Attacking the Manufacturing Execution System : Leveraging a Programmable Logic Controller on the Shop Floor

Abstract: Background. Automation in production has become a necessity for producing companies to keep up with the demand created by their customers. One way to automate a process is to use a piece of hardware called a programmable logic controller (PLC). A PLC is a small computer capable of being programmed to process a set of inputs, from e.g. sensors, and create outputs, to e.g. actuators, from that. This eliminates the risk of human errors while at the same time speeding up the production rate of the now near identical products.
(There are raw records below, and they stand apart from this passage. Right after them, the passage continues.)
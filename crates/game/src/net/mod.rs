mod codec;
mod connection;
mod discovery;
mod frame;
mod protocol;
mod stats;
mod tracking;
mod transport;

pub use codec::{CodecError, Color32, MAX_STRING_LEN, PacketReader, PacketWriter};
pub use connection::{ConnectionId, ConnectionTable, Link, LinkState};
pub use discovery::{
    DiscoveryFilter, PRIVATE_PORT_ATTEMPTS, PortSearchError, find_private_port, private_ports,
};
pub use frame::{Channel, FRAME_MAGIC, FRAME_VERSION, Frame, FrameBody, FrameError, MAX_FRAME_SIZE};
pub use protocol::{
    AliveEntry, Announcement, ClientMessage, DEFAULT_MAX_CONNECTIONS, DEFAULT_PORT, DISCOVERY_KEY,
    LOGIN_ALREADY_AUTHENTICATED, LOGIN_INVALID_CREDENTIALS, LoginGrant, LoginRejection,
    MAX_NAME_LEN, PROTOCOL_SUBVERSION, PROTOCOL_VERSION, PacketKind, PlayerId, PlayerState,
    ServerMessage,
};
pub use stats::{NetworkStats, PacketLossSimulation};
pub use tracking::{
    PendingFrame, ReliableReceiver, ReliableSender, SequencedReceiver, sequence_greater_than,
};
pub use transport::{Host, HostConfig, NetEvent, TransportError};
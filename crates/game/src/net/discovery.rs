//! Broadcast filtering and the private port search a client runs after it
//! gives up the shared discovery port.

use std::fmt::Display;

use log::{debug, warn};
use serde::{Deserialize, Serialize};

/// Number of ports tried below the discovery port before giving up.
pub const PRIVATE_PORT_ATTEMPTS: u16 = 17;

/// Peers only see broadcasts whose triple matches their own exactly.
#[derive(Debug, Clone, Copy, PartialEq, Eq, Hash, Serialize, Deserialize)]
pub struct DiscoveryFilter {
    pub key: u32,
    pub version: u32,
    pub subversion: u32,
}

impl DiscoveryFilter {
    pub fn new(key: u32, version: u32, subversion: u32) -> Self {
        Self {
            key,
            version,
            subversion,
        }
    }

    pub fn matches(&self, key: u32, version: u32, subversion: u32) -> bool {
        self.key == key && self.version == version && self.subversion == subversion
    }
}

#[derive(Debug, Clone, PartialEq, Eq, thiserror::Error)]
pub enum PortSearchError {
    #[error("no free port between {first} and {last} after {attempts} attempts")]
    Exhausted { first: u16, last: u16, attempts: u16 },
}

/// Candidate private ports, highest first: one below the discovery port
/// down to `PRIVATE_PORT_ATTEMPTS` below it.
pub fn private_ports(discovery_port: u16) -> impl Iterator<Item = u16> {
    let first = discovery_port.saturating_sub(1);
    let last = discovery_port.saturating_sub(PRIVATE_PORT_ATTEMPTS).max(1);
    (last..=first).rev().filter(move |&port| port < discovery_port)
}

/// Walks the private port range downward, calling `bind` for each port until
/// one succeeds.
pub fn find_private_port<T, E, F>(
    discovery_port: u16,
    mut bind: F,
) -> Result<(u16, T), PortSearchError>
where
    F: FnMut(u16) -> Result<T, E>,
    E: Display,
{
    let mut attempts = 0u16;
    for port in private_ports(discovery_port) {
        attempts += 1;
        match bind(port) {
            Ok(bound) => {
                debug!("bound private port {} after {} attempt(s)", port, attempts);
                return Ok((port, bound));
            }
            Err(e) => warn!("port {} unavailable: {}", port, e),
        }
    }

    Err(PortSearchError::Exhausted {
        first: discovery_port.saturating_sub(1),
        last: discovery_port.saturating_sub(PRIVATE_PORT_ATTEMPTS),
        attempts,
    })
}
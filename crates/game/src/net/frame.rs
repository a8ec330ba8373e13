use rkyv::util::AlignedVec;
use rkyv::{Archive, rancor};

pub const MAX_FRAME_SIZE: usize = 4096;
pub const FRAME_MAGIC: u32 = 0x424D_424C;
pub const FRAME_VERSION: u32 = 1;

#[derive(
    Debug,
    Clone,
    Copy,
    PartialEq,
    Eq,
    Hash,
    Archive,
    rkyv::Serialize,
    rkyv::Deserialize,
    serde::Serialize,
    serde::Deserialize,
)]
#[rkyv(derive(Debug))]
pub enum Channel {
    /// Resent until acknowledged and delivered in send order.
    Reliable,
    /// Best effort; anything older than the newest frame seen is dropped.
    Unreliable,
}

#[derive(Debug, Clone, Copy, PartialEq, Eq, Archive, rkyv::Serialize, rkyv::Deserialize)]
#[rkyv(derive(Debug))]
pub struct FrameHeader {
    pub magic: u32,
    pub version: u32,
}

impl Default for FrameHeader {
    fn default() -> Self {
        Self {
            magic: FRAME_MAGIC,
            version: FRAME_VERSION,
        }
    }
}

impl FrameHeader {
    pub fn is_valid(&self) -> bool {
        self.magic == FRAME_MAGIC && self.version == FRAME_VERSION
    }
}

#[derive(Debug, Clone, PartialEq, Archive, rkyv::Serialize, rkyv::Deserialize)]
#[rkyv(derive(Debug))]
pub enum FrameBody {
    ConnectRequest,
    ConnectAccept {
        connection_id: u32,
    },
    ConnectReject {
        reason: String,
    },
    Data {
        channel: Channel,
        sequence: u32,
        payload: Vec<u8>,
    },
    Ack {
        sequence: u32,
    },
    Ping,
    Disconnect,
    Broadcast {
        key: u32,
        version: u32,
        subversion: u32,
        payload: Vec<u8>,
    },
}

#[derive(Debug, Clone, PartialEq, Archive, rkyv::Serialize, rkyv::Deserialize)]
#[rkyv(derive(Debug))]
pub struct Frame {
    pub header: FrameHeader,
    pub body: FrameBody,
}

#[derive(Debug, thiserror::Error)]
pub enum FrameError {
    #[error("serialization failed: {0}")]
    Serialize(rancor::Error),
    #[error("deserialization failed: {0}")]
    Deserialize(rancor::Error),
    #[error("bad frame header (magic {magic:#x}, version {version})")]
    BadHeader { magic: u32, version: u32 },
    #[error("frame of {0} bytes exceeds the datagram limit")]
    TooLarge(usize),
}

impl Frame {
    pub fn new(body: FrameBody) -> Self {
        Self {
            header: FrameHeader::default(),
            body,
        }
    }

    pub fn serialize(&self) -> Result<Vec<u8>, FrameError> {
        let bytes = rkyv::to_bytes::<rancor::Error>(self)
            .map(|aligned| aligned.into_vec())
            .map_err(FrameError::Serialize)?;
        if bytes.len() > MAX_FRAME_SIZE {
            return Err(FrameError::TooLarge(bytes.len()));
        }
        Ok(bytes)
    }

    pub fn deserialize(data: &[u8]) -> Result<Self, FrameError> {
        // Receive buffers carry no alignment guarantee.
        let mut aligned = AlignedVec::<16>::with_capacity(data.len());
        aligned.extend_from_slice(data);

        let frame =
            rkyv::from_bytes::<Self, rancor::Error>(&aligned).map_err(FrameError::Deserialize)?;
        if !frame.header.is_valid() {
            return Err(FrameError::BadHeader {
                magic: frame.header.magic,
                version: frame.header.version,
            });
        }
        Ok(frame)
    }
}

#[cfg(test)]
mod tests {
    use super::*;

    #[test]
    fn test_data_frame_survives_serialization() {
        let frame = Frame::new(FrameBody::Data {
            channel: Channel::Reliable,
            sequence: 42,
            payload: vec![0, 3, 0, b'a', b'b', b'c'],
        });
        let bytes = frame.serialize().unwrap();
        assert_eq!(Frame::deserialize(&bytes).unwrap(), frame);
    }

    #[test]
    fn test_unaligned_input_is_accepted() {
        let frame = Frame::new(FrameBody::Ack { sequence: 7 });
        let bytes = frame.serialize().unwrap();

        let mut shifted = vec![0u8];
        shifted.extend_from_slice(&bytes);
        assert_eq!(Frame::deserialize(&shifted[1..]).unwrap(), frame);
    }

    #[test]
    fn test_wrong_magic_is_rejected() {
        let frame = Frame {
            header: FrameHeader {
                magic: 0xDEAD_BEEF,
                version: FRAME_VERSION,
            },
            body: FrameBody::Ping,
        };
        let bytes = frame.serialize().unwrap();
        assert!(matches!(
            Frame::deserialize(&bytes),
            Err(FrameError::BadHeader { magic: 0xDEAD_BEEF, .. })
        ));
    }

    #[test]
    fn test_garbage_is_rejected() {
        assert!(Frame::deserialize(&[1, 2, 3]).is_err());
    }

    #[test]
    fn test_oversized_payload_is_rejected() {
        let frame = Frame::new(FrameBody::Data {
            channel: Channel::Unreliable,
            sequence: 0,
            payload: vec![0; MAX_FRAME_SIZE],
        });
        assert!(matches!(frame.serialize(), Err(FrameError::TooLarge(_))));
    }
}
To improve the automation process on the shop floor and the production process in general a special software system is used. This system is known as the manufacturing execution system (MES), and it is connected to the PLCs and other devices on the shop floor. The MES have different functionalities and one of these is that it can manage instructions. Theses instructions can be aimed to both employees and devices such as the PLCs. Would the MES suffer from an error, e.g. in the instructions sent to the shop floor, the company could suffer from a negative impact both economical and in reputation. Since the PLC is a computer and it is connected to the MES it might be possible to attack the system using the PLC as leverage. Objectives. Examine if it is possible to attack the MES using a PLC as the attack origin. Methods. A literature study was performed to see what types of attacks and vulnerabilities that has been disclosed related to PLCs between 2010 and 2018. Secondly a practical experiment was done, trying to perform attacks targeting the MES. Results. The results are that there are many different types of attacks and vulnerabilities that has been found related to PLCs and the attacks done in the practical experiment failed to induce negative effects in the MES used. Conclusions. The conclusion of the thesis is that two identified PLC attack techniques seems likely to be used to attack the MES layer. The methodology that was used to attack the MES layer in the practical experiment failed to affect the MES in a negative way. However, it was possible to affect the log file of the MES in one of the test cases. So, it does not rule out that other MES types are not vulnerable or that the two PLC attacks identified will not work to affect the MES.